Last Sunday the Melbourne BattleHack 2015, organized by PayPal and Braintree, was won by a group of developers who proposed creating a cycling jacket featuring brake and indicator lights that could be bought and activated using a PayPal app. That team will be flown by the company to the international BattleHack finals in California later this year for a chance to win $US100,000.

Visa meanwhile sponsored its first international hackathon last year, with a much more miserly prize of $US5,000 (won  by Voutche) for a proposal for a system to score how much personal data internet users were providing to websites, allowing them to better assess their privacy and security.

Australia's banks are also climbing onto the hackathon bandwagon. NAB ran a weekend hackathon in December, with a $10,000 prize; Westpac ran its first internal hackathon last year looking to promote collaboration and innovation; while Commonwealth Bank has run a series of internal and external events, including a hackathon at Cebit last year to encourage developers to write apps to work in the bank's payments ecosystem.

All are looking to promote innovation, but also to seed interest in and understanding of the technology platforms promoted by each organisation.
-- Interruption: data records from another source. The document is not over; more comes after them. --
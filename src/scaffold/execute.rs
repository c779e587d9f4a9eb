//! Execution driver: report overrides and apply live operations.
use super::context::ScaffoldContext;
use super::resolve::ResolvedCollection;
use crate::error::ScaffoldError;
use crate::logging::Log;
use crate::operations::FileSystemOps;
use crate::resources::{Applicable, ResourceChange};

/// Options for [`execute`].
#[derive(Debug, Clone, Copy, Default)]
pub struct ExecuteOpts {
    /// Print what would happen without touching the filesystem.
    pub dry_run: bool,
}

/// Counters for a scaffold run.
///
/// # Examples
///
/// ```
/// use scaffold_files::scaffold::ScaffoldStats;
///
/// let stats = ScaffoldStats { changed: 2, already_ok: 0, skipped: 1, overridden: 1 };
/// assert_eq!(stats.summary(false), "2 changed, 0 already ok, 1 skipped, 1 overridden");
/// assert_eq!(stats.summary(true), "2 would change, 0 already ok, 1 skipped, 1 overridden");
/// ```
#[derive(Debug, Clone, Copy, Default, PartialEq, Eq)]
pub struct ScaffoldStats {
    /// Destinations created, replaced or deleted.
    pub changed: u32,
    /// Destinations that needed no change.
    pub already_ok: u32,
    /// Destinations left alone (disabled or refused overwrite).
    pub skipped: u32,
    /// Declarations that lost to a later package.
    pub overridden: u32,
}

impl ScaffoldStats {
    /// Create a new empty stats counter.
    #[must_use]
    pub fn new() -> Self {
        Self::default()
    }

    /// Format the summary string.
    #[must_use]
    pub fn summary(&self, dry_run: bool) -> String {
        let verb = if dry_run { "would change" } else { "changed" };
        format!(
            "{} {verb}, {} already ok, {} skipped, {} overridden",
            self.changed, self.already_ok, self.skipped, self.overridden
        )
    }

    fn record(&mut self, change: &ResourceChange) {
        match change {
            ResourceChange::Applied => self.changed += 1,
            ResourceChange::AlreadyCorrect => self.already_ok += 1,
            ResourceChange::Skipped { .. } => self.skipped += 1,
        }
    }
}

/// Walk `collection` package by package and materialize the live files.
///
/// Every declaration is reported exactly once: overridden ones name the
/// winning package, live ones print their operation's status line. Location
/// directories are created first unless this is a dry run, which reports
/// each operation's read-only preview instead.
///
/// # Errors
///
/// Stops at the first failing operation and returns its error. Operations
/// already applied are not rolled back.
pub fn execute(
    collection: &ResolvedCollection,
    ctx: &ScaffoldContext,
    fs: &dyn FileSystemOps,
    log: &dyn Log,
    opts: ExecuteOpts,
) -> Result<ScaffoldStats, ScaffoldError> {
    let mut stats = ScaffoldStats::new();

    if !opts.dry_run {
        ctx.ensure_locations(fs)?;
    }

    for group in collection.packages() {
        log.info(&format!("Scaffolding files for {}:", group.name()));

        for file in group.files() {
            let rel_path = file.destination().rel_path();
            match collection.live_owner(rel_path) {
                Some(owner) if owner != group.name() => {
                    log.info(&file.overridden_line(owner));
                    stats.overridden += 1;
                }
                _ if opts.dry_run => {
                    let preview = file.preview(fs);
                    log.dry_run(&preview.status);
                    stats.record(&preview.change);
                }
                _ => {
                    let applied = file.apply(fs)?;
                    log.info(&applied.status);
                    if let ResourceChange::Skipped { reason } = &applied.change {
                        log.debug(&format!("{rel_path}: {reason}"));
                    }
                    stats.record(&applied.change);
                }
            }
        }
    }

    Ok(stats)
}

#[cfg(test)]
#[allow(clippy::expect_used, clippy::unwrap_used, clippy::indexing_slicing)]
mod tests {
    use std::path::Path;

    use super::*;
    use crate::config::{PackageRecord, ScaffoldOptions};
    use crate::error::OperationError;
    use crate::logging::BufferedLog;
    use crate::mapping::{FileMapping, MappingMode, MappingTable, RawMapping};
    use crate::operations::{MockEntry, MockFileSystemOps};
    use crate::scaffold::context::Locations;
    use crate::scaffold::resolve::resolve;

    fn ctx() -> ScaffoldContext {
        ScaffoldContext::new("/p", Locations::new([("web-root", "web")]).unwrap())
    }

    fn package(name: &str, entries: &[(&str, RawMapping)]) -> PackageRecord {
        PackageRecord::new(
            name,
            format!("/p/vendor/{name}"),
            entries.iter().cloned().collect::<FileMapping>(),
        )
    }

    fn path(p: &str) -> RawMapping {
        RawMapping::Path(p.to_string())
    }

    fn run(
        packages: &[PackageRecord],
        fs: &MockFileSystemOps,
        dry_run: bool,
    ) -> (Result<ScaffoldStats, ScaffoldError>, Vec<String>) {
        let ctx = ctx();
        let collection = resolve(packages, &ctx).unwrap();
        let log = BufferedLog::new();
        let result = execute(&collection, &ctx, fs, &log, ExecuteOpts { dry_run });
        (result, log.lines())
    }

    #[test]
    fn override_is_reported_and_winner_applied() {
        let fs = MockFileSystemOps::new()
            .with_dir("/p/web")
            .with_file("/p/vendor/core/assets/robots.txt", "core")
            .with_file("/p/vendor/site/custom/robots.txt", "site");
        let packages = [
            package("core", &[("[web-root]/robots.txt", path("assets/robots.txt"))]),
            package("site", &[("[web-root]/robots.txt", path("custom/robots.txt"))]),
        ];
        let (result, lines) = run(&packages, &fs, false);
        let stats = result.unwrap();

        assert_eq!(
            lines,
            vec![
                "Scaffolding files for core:",
                "  - web/robots.txt overridden in site",
                "Scaffolding files for site:",
                "  - Copy web/robots.txt from custom/robots.txt",
            ]
        );
        assert_eq!(
            fs.entry(Path::new("/p/web/robots.txt")),
            Some(MockEntry::File("site".to_string()))
        );
        assert_eq!(stats.changed, 1);
        assert_eq!(stats.overridden, 1);
    }

    #[test]
    fn remove_reports_success_when_absent() {
        let fs = MockFileSystemOps::new().with_dir("/p/web");
        let packages = [package("core", &[("legacy.php", RawMapping::Flag(false))])];
        let (result, lines) = run(&packages, &fs, false);
        assert_eq!(result.unwrap().already_ok, 1);
        assert_eq!(lines[1], "  - Remove legacy.php");
    }

    #[test]
    fn overwrite_false_second_run_makes_no_mutations() {
        let fs = MockFileSystemOps::new()
            .with_dir("/p/web")
            .with_file("/p/vendor/core/assets/robots.txt", "core");
        let packages = [package("core", &[("[web-root]/robots.txt", path("assets/robots.txt"))])
            .with_options(ScaffoldOptions {
                overwrite: false,
                ..ScaffoldOptions::default()
            })];

        let (first, _) = run(&packages, &fs, false);
        assert_eq!(first.unwrap().changed, 1);
        let before = fs.mutations().len();

        let (second, lines) = run(&packages, &fs, false);
        assert_eq!(second.unwrap().skipped, 1);
        assert_eq!(fs.mutations().len(), before);
        assert_eq!(
            lines[1],
            "  - Skip scaffold file web/robots.txt because it already exists."
        );
    }

    #[test]
    fn dry_run_touches_nothing() {
        let fs = MockFileSystemOps::new().with_file("/p/vendor/core/a.txt", "a");
        let packages = [package(
            "core",
            &[
                ("[web-root]/a.txt", path("a.txt")),
                (
                    "[web-root]/b.txt",
                    RawMapping::Table(MappingTable {
                        mode: MappingMode::Skip,
                        ..MappingTable::default()
                    }),
                ),
            ],
        )];
        let (result, lines) = run(&packages, &fs, true);
        let stats = result.unwrap();

        assert!(fs.mutations().is_empty());
        assert_eq!(
            lines,
            vec![
                "Scaffolding files for core:",
                "[DRY RUN]   - Copy web/a.txt from a.txt",
                "[DRY RUN]   - Skip web/b.txt: disabled",
            ]
        );
        assert_eq!(stats.summary(true), "1 would change, 0 already ok, 1 skipped, 0 overridden");
    }

    #[test]
    fn dry_run_reports_kept_files_as_skipped() {
        let fs = MockFileSystemOps::new()
            .with_dir("/p/web")
            .with_file("/p/vendor/core/a.txt", "new")
            .with_file("/p/web/a.txt", "customised");
        let packages = [package("core", &[("[web-root]/a.txt", path("a.txt"))]).with_options(
            ScaffoldOptions {
                overwrite: false,
                ..ScaffoldOptions::default()
            },
        )];
        let (result, lines) = run(&packages, &fs, true);

        assert_eq!(
            lines[1],
            "[DRY RUN]   - Skip scaffold file web/a.txt because it already exists."
        );
        assert_eq!(
            result.unwrap().summary(true),
            "0 would change, 0 already ok, 1 skipped, 0 overridden"
        );
        assert!(fs.mutations().is_empty());
    }

    #[test]
    fn later_removal_deletes_earlier_replacement() {
        let fs = MockFileSystemOps::new()
            .with_dir("/p/web")
            .with_file("/p/vendor/core/legacy.php", "core");
        let core = [package("core", &[("legacy.php", path("legacy.php"))])];
        run(&core, &fs, false).0.unwrap();
        assert!(fs.exists(Path::new("/p/legacy.php")));

        let both = [
            package("core", &[("legacy.php", path("legacy.php"))]),
            package("site", &[("legacy.php", RawMapping::Flag(false))]),
        ];
        let (result, lines) = run(&both, &fs, false);
        assert_eq!(result.unwrap().changed, 1);
        assert_eq!(lines[3], "  - Remove legacy.php");
        assert!(!fs.exists(Path::new("/p/legacy.php")));
    }

    #[test]
    fn first_failure_stops_execution() {
        let fs = MockFileSystemOps::new()
            .with_dir("/p/web")
            .with_file("/p/vendor/core/b.txt", "b");
        let packages = [package(
            "core",
            &[("[web-root]/a.txt", path("a.txt")), ("[web-root]/b.txt", path("b.txt"))],
        )];
        let (result, lines) = run(&packages, &fs, false);
        assert!(matches!(
            result,
            Err(ScaffoldError::Operation(OperationError::SourceMissing { .. }))
        ));
        assert_eq!(lines, vec!["Scaffolding files for core:"]);
        assert!(!fs.exists(Path::new("/p/web/b.txt")));
    }

    #[test]
    fn location_directories_are_created() {
        let fs = MockFileSystemOps::new().with_dir("/p");
        let (result, _) = run(&[], &fs, false);
        assert_eq!(result.unwrap(), ScaffoldStats::default());
        assert!(fs.exists(Path::new("/p/web")));
    }
}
Software coders attending the hackathons generally receive a crash course in the technology and applications programming interfaces used by banks or payments companies, in the hope they might in the future also build that functionality into new products.

But organisations have been warned not to cynically exploit software coders, the best of whom can pick and choose which international hackathons to participate in.

Deloitte Digital partner Steve Hallam, who has organised hackathons internally and for third party clients, said that while they were a great way to access step change innovations, it was important that organisers did not just allow winning entries to "wither on the vine."

"You get one or two shots at a hackathon, or people become disenfranchised and less willing to give freely of their time," he said.

Vanessa Beggs, general manager of organisational development and innovation initiatives at Commonwealth Bank, said that internal hackathons provided a "great opportunity to bring together team members that ordinarily wouldn't work together," and also provided people with exposure to senior leaders of the bank who acted as hackathon judges.

Participants are steered toward proposing innovations that tackled an area of customer need, said Beggs, and prizes weren't lavish - iPads or laptops for example.

"If there ever is any cash reward it's for them to test the product," said Beggs.

She said CBA organized hackathons at least annually and occasionally more frequently. Some hacks were purely internal, some external and some a mixture of the two.
 
Beggs said that a CBA hackathon organized last year at Cebit had been designed to create greater awareness of CBA products while internal hacks were generally focused on an identified bank need.

"It's one of many ways you can build an innovative culture," she said.